Mphutlane wa Bofelo’s article is a ‘weighty warning about leftist spin’ for those who, ‘in their naivety and idealism, tend to see compatriots in anyone who talks the talk’, writes Anne Price, in a letter addressed to the author.

Dear friend in pursuit of freedom and justice and responsible government,

I am a 63-year-old white woman. I’m privileged and as such am able to spend a lot of time reading, watching the news and downloading e-mails. I am also very in touch with local affairs.

Typically I start the day downloading mail, my head filled with devastating images from the news the previous night, (skeletal refugees in Darfur, pitiful Haitians desperate for food). I open my e-mails. Several online petitions arrive requesting my support; another devastating deforestation capital punishment for gays in Uganda, Solidarity with Cuba – I add my name and send them on. I read a blog about America's increased troops in Afghanistan, several on Global Warming and spend some time on your thought-provoking piece.
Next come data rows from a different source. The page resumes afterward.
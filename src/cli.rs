// src/cli.rs
//
// Headless directory lookups. The flags are applied as navigations on the
// same controller the GUI uses, so the printed link is exactly what the GUI
// would show for the same clicks.

use std::{env, error::Error, path::PathBuf};

use crate::config::{self, consts::CONFIG_FILE, options::{AppOptions, ExportFormat}};
use crate::core::Tier;
use crate::file;
use crate::link::{DeepLinkController, Location, MemoryHistory, NullHost};
use crate::link::state::parse_letter;
use crate::roster::StaffRecord;
use crate::store;

#[derive(Clone, Copy, Debug, PartialEq, Eq)]
pub enum OutputFormat {
    Text,
    Table(ExportFormat),
}

#[derive(Clone, Debug)]
pub struct Params {
    pub config: PathBuf,
    pub roster: Option<PathBuf>,
    pub url: Option<String>,
    pub query: Option<String>,
    pub letter: Option<char>,
    pub open: Option<String>,
    pub format: OutputFormat,
    pub out: Option<PathBuf>,
    pub auto_open: bool,
}

impl Default for Params {
    fn default() -> Self {
        Self {
            config: PathBuf::from(CONFIG_FILE),
            roster: None,
            url: None,
            query: None,
            letter: None,
            open: None,
            format: OutputFormat::Text,
            out: None,
            auto_open: true,
        }
    }
}

pub fn run() -> Result<(), Box<dyn Error>> {
    let params = parse_args(env::args().skip(1))?;
    let opts = config::file::load(&params.config);
    crate::log::set_level(opts.view.log_level);
    let out = execute(&params, &opts)?;
    print!("{out}");
    Ok(())
}

/// Run one lookup and render the output. Split from `run` for tests.
pub fn execute(params: &Params, opts: &AppOptions) -> Result<String, Box<dyn Error>> {
    let roster_path = params.roster.clone().unwrap_or_else(|| opts.source.roster_path.clone());
    let roster = store::load_roster(&roster_path)?;

    let history = MemoryHistory::new(Location::new(opts.link.base_path.clone()));
    let auto_open = params.auto_open && opts.link.auto_open;
    let mut ctl = DeepLinkController::with_auto_open(roster, history, NullHost, auto_open);

    if let Some(url) = &params.url {
        ctl.navigate(url).map_err(|e| format!("Bad --url {:?}: {}", url, e))?;
    }
    if let Some(q) = &params.query { ctl.set_query(q); }
    if params.letter.is_some() { ctl.set_letter(params.letter); }
    if let Some(id) = &params.open {
        if ctl.roster().get(id).is_none() {
            return Err(format!("No staff record with id {:?}", id).into());
        }
        ctl.open(id);
    }

    let view = ctl.view();
    if let Some(path) = &params.out {
        let fmt = match params.format {
            OutputFormat::Table(f) => f,
            OutputFormat::Text => file::format_for_path(path),
        };
        let written = file::write_export(path, &view, fmt)?;
        return Ok(format!("{}\nWrote {} record(s) to {}\n", ctl.location(), view.len(), written.display()));
    }

    let mut out = format!("{}\n", ctl.location());
    match params.format {
        OutputFormat::Table(fmt) => out.push_str(&file::to_export_string(&view, fmt)),
        OutputFormat::Text => {
            if view.is_empty() {
                out.push_str("\nNo matches\n");
            }
            for tier in Tier::ALL {
                let rows = view.tier(tier);
                if rows.is_empty() { continue; }
                out.push_str(&format!("\n{} ({})\n", tier.title(), rows.len()));
                for r in rows {
                    match r.subtitle() {
                        Some(sub) => out.push_str(&format!("  {:<28} {}\n", r.display_name(), sub)),
                        None => out.push_str(&format!("  {}\n", r.display_name())),
                    }
                }
            }
        }
    }
    if let Some(record) = ctl.current() {
        out.push_str(&profile_text(record));
    }
    Ok(out)
}

pub fn profile_text(r: &StaffRecord) -> String {
    let mut out = format!("\n== {} ==\n", r.display_name());
    let lines = [
        ("Role", r.role().map(String::from)),
        ("Department", r.department().map(String::from)),
        ("Email", r.mailto()),
        ("Phone", r.tel()),
        ("Photo", r.photo().map(String::from)),
    ];
    for (label, value) in lines {
        if let Some(v) = value {
            out.push_str(&format!("{label:<11} {v}\n"));
        }
    }
    out
}

pub fn parse_args<I: IntoIterator<Item = String>>(args: I) -> Result<Params, Box<dyn Error>> {
    let mut params = Params::default();
    let mut args = args.into_iter();
    while let Some(a) = args.next() {
        match a.as_str() {
            "--config" => params.config = PathBuf::from(args.next().ok_or("Missing config path")?),
            "--roster" => params.roster = Some(PathBuf::from(args.next().ok_or("Missing roster path")?)),
            "--url" => params.url = Some(args.next().ok_or("Missing value for --url")?),
            "-q" | "--query" => params.query = Some(args.next().ok_or("Missing value for --query")?),
            "-l" | "--letter" => {
                let v = args.next().ok_or("Missing value for --letter")?;
                let letter = parse_letter(&v).filter(|_| v.trim().chars().count() == 1);
                params.letter = Some(letter.ok_or_else(|| format!("Letter must be A-Z: {}", v))?);
            }
            "--open" => params.open = Some(args.next().ok_or("Missing value for --open")?),
            "--format" => {
                let v = args.next().ok_or("Missing value for --format")?;
                params.format = match v.to_ascii_lowercase().as_str() {
                    "text" => OutputFormat::Text,
                    "csv" => OutputFormat::Table(ExportFormat::Csv),
                    "tsv" => OutputFormat::Table(ExportFormat::Tsv),
                    other => return Err(format!("Unknown format: {}", other).into()),
                };
            }
            "-o" | "--out" => params.out = Some(PathBuf::from(args.next().ok_or("Missing output path")?)),
            "--no-auto-open" => params.auto_open = false,
            "-h" | "--help" => {
                eprintln!("{}", include_str!("cli_help.txt"));
                std::process::exit(0);
            }
            _ => return Err(format!("Unknown arg: {}", a).into()),
        }
    }
    Ok(params)
}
A disturbing thought crops up. While I am in awe of the ease of access to opinions and grateful that I am able to stay informed, local issues have been swamped out – a rape and a shebeen stabbing over the weekend – and ongoing local problems like high teacher absenteeism. Old perspectives on the whole question of protest start to surface. After reading ‘From Sandton to Soweto’ I try to give these form.

The first of these is easy to describe. Beware of jargon:

‘after 15 years of ANC government, the owners of capital now know that the radical leftist terminology that the ANC uses is just a rhetorical spin to sell rightwing programmes'.
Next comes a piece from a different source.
// src/config/mod.rs
pub mod consts;
pub mod file;
pub mod options;
pub mod state;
It’s so easy to toss out clichéd catch phrases to gain acceptance to the club. That’s why it’s such great fodder for satirists. But your treatise adds far more weighty warnings about leftist spin. It’s a warning to those who, in their naivety and idealism, tend to see compatriots in anyone who talks the talk. Like Julius Malema. The use of a single word turns him into a champion of socialism and the poor, the singing of a single phrase and he becomes an outraged victim, an honourable combatant in The Struggle.

As you point out the old and new capitalists make good use of the spin. Both know the game. You’re absolutely right about the expectations of the comrade-capitalists. They want everything that the old elites have. I suspect that some are aiming for a great deal more.
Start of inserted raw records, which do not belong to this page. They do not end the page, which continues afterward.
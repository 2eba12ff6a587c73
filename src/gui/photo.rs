// src/gui/photo.rs
//
// Staff photos as egui textures. Local files are decoded once with `image`
// and cached by source string; failures are cached too so a broken path is
// not re-read every frame. Remote URLs are not fetched.

use std::{collections::HashMap, error::Error, path::Path};

use eframe::egui;

#[derive(Default)]
pub struct PhotoCache {
    textures: HashMap<String, Option<egui::TextureHandle>>,
}

pub fn is_remote(src: &str) -> bool {
    let lower = src.trim().to_ascii_lowercase();
    lower.starts_with("http://") || lower.starts_with("https://")
}

impl PhotoCache {
    pub fn get(&mut self, ctx: &egui::Context, src: &str) -> Option<&egui::TextureHandle> {
        if is_remote(src) {
            return None;
        }
        self.textures
            .entry(s!(src))
            .or_insert_with(|| match load(ctx, Path::new(src)) {
                Ok(tex) => Some(tex),
                Err(e) => {
                    loge!("Photo: cannot load {} ({})", src, e);
                    None
                }
            })
            .as_ref()
    }
}

fn load(ctx: &egui::Context, path: &Path) -> Result<egui::TextureHandle, Box<dyn Error>> {
    let rgba = image::open(path)?.to_rgba8();
    let (w, h) = rgba.dimensions();
    let color = egui::ColorImage::from_rgba_unmultiplied([w as usize, h as usize], rgba.as_raw());
    Ok(ctx.load_texture(path.to_string_lossy(), color, egui::TextureOptions::LINEAR))
}
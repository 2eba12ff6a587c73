// src/core/mod.rs

pub mod classify;
pub mod filter;
pub mod names;
pub mod sanitize;

pub use classify::Tier;
pub use names::NameParts;
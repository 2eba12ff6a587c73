// src/gui/mod.rs
pub mod app;
pub mod components;
pub mod host;
pub mod photo;

pub use app::run;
I think you are brave. You are treading a tricky path because you are trying to expose, within your own readership, this naivety and the dangers inherent in wholesale acceptance of left wing language.

In the former Soviet Union, nationalisation and state ownership resulted in state capitalism and the emergence of the nomenklatura. This replicated itself in many countries going by the label socialist/communist, people’s republic or some variant thereof. Very often, it was the case of the state/party prescribing socialism for the masses and capitalism for itself.

This is another brave statement exposing the dangers of labels. As we are seeing in SA, capitalism is able to take on many guises. But is it wise to believe that corruption and greed are the products of capitalism only? I suppose it’s a matter of opinion but I believe that there is a tragic flaw in the human condition. We seek comfort over sacrifice. We are unable to act upon the needs of the broader society, let alone the globe. And as a citizen of a poor country, where you’ve had a rudimentary education and your only chance for survival is through a government job, or making sure your sister/cousin holds on to her government job, and the salting away of money for the day when your patron, or the entire government, is booted out. Before long survival is replaced by the need for comfort and then opulence. Massive greed takes over. In South Africa, it’s getting hard to tell our apparatchiks from our nomenklatura. They’ve become such a large, well-heeled group.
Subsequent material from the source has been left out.